■ **Exercise objective**: The reply should return the data in full, exactly as written.

■ **Extracted records**:
◇ ◇ ◇ ◇ ◇
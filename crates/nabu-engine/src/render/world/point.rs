use crate::render::common::{premul_alpha_blend, QuadVertex};
use crate::render::RenderCtx;

use super::{depth_state, PointInstance};

impl PointInstance {
    const ATTRS: [wgpu::VertexAttribute; 3] = wgpu::vertex_attr_array![
        1 => Float32x3, // position
        2 => Float32,   // size
        3 => Float32x4  // color
    ];

    fn layout() -> wgpu::VertexBufferLayout<'static> {
        wgpu::VertexBufferLayout {
            array_stride: std::mem::size_of::<PointInstance>() as u64,
            step_mode: wgpu::VertexStepMode::Instance,
            attributes: &Self::ATTRS,
        }
    }
}

pub(super) fn create_pipeline(ctx: &RenderCtx<'_>, layout: &wgpu::PipelineLayout) -> wgpu::RenderPipeline {
    let shader = ctx.device.create_shader_module(wgpu::ShaderModuleDescriptor {
        label: Some("nabu point shader"),
        source: wgpu::ShaderSource::Wgsl(include_str!("../shaders/point.wgsl").into()),
    });

    ctx.device.create_render_pipeline(&wgpu::RenderPipelineDescriptor {
        label: Some("nabu point pipeline"),
        layout: Some(layout),
        vertex: wgpu::VertexState {
            module: &shader,
            entry_point: Some("vs_main"),
            compilation_options: Default::default(),
            buffers: &[QuadVertex::layout(), PointInstance::layout()],
        },
        fragment: Some(wgpu::FragmentState {
            module: &shader,
            entry_point: Some("fs_main"),
            compilation_options: Default::default(),
            targets: &[Some(wgpu::ColorTargetState {
                format: ctx.surface_format,
                blend: Some(premul_alpha_blend()),
                write_mask: wgpu::ColorWrites::ALL,
            })],
        }),
        primitive: wgpu::PrimitiveState::default(),
        depth_stencil: Some(depth_state(true)),
        multisample: ctx.multisample(),
        multiview_mask: None,
        cache: None,
    })
}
◇ ◇ ◇ ◇ ◇
■ **Finished exercise**:
filename crates/nabu-engine/src/render/world/point.rs
use crate::render::common::{premul_alpha_blend, QuadVertex};
use crate::render::RenderCtx;

use super::{depth_state, PointInstance};

impl PointInstance {
    const ATTRS: [wgpu::VertexAttribute; 3] = wgpu::vertex_attr_array![
        1 => Float32x3, // position
        2 => Float32,   // size
        3 => Float32x4  // color
    ];

    fn layout() -> wgpu::VertexBufferLayout<'static> {
        wgpu::VertexBufferLayout {
            array_stride: std::mem::size_of::<PointInstance>() as u64,
            step_mode: wgpu::VertexStepMode::Instance,
            attributes: &Self::ATTRS,
        }
    }
}

pub(super) fn create_pipeline(ctx: &RenderCtx<'_>, layout: &wgpu::PipelineLayout) -> wgpu::RenderPipeline {
    let shader = ctx.device.create_shader_module(wgpu::ShaderModuleDescriptor {
        label: Some("nabu point shader"),
        source: wgpu::ShaderSource::Wgsl(include_str!("../shaders/point.wgsl").into()),
    });

    ctx.device.create_render_pipeline(&wgpu::RenderPipelineDescriptor {
        label: Some("nabu point pipeline"),
        layout: Some(layout),
        vertex: wgpu::VertexState {
            module: &shader,
            entry_point: Some("vs_main"),
            compilation_options: Default::default(),
            buffers: &[QuadVertex::layout(), PointInstance::layout()],
        },
        fragment: Some(wgpu::FragmentState {
            module: &shader,
            entry_point: Some("fs_main"),
            compilation_options: Default::default(),
            targets: &[Some(wgpu::ColorTargetState {
                format: ctx.surface_format,
                blend: Some(premul_alpha_blend()),
                write_mask: wgpu::ColorWrites::ALL,
            })],
        }),
        primitive: wgpu::PrimitiveState::default(),
        depth_stencil: Some(depth_state(true)),
        multisample: ctx.multisample(),
        multiview_mask: None,
        cache: None,
    })
}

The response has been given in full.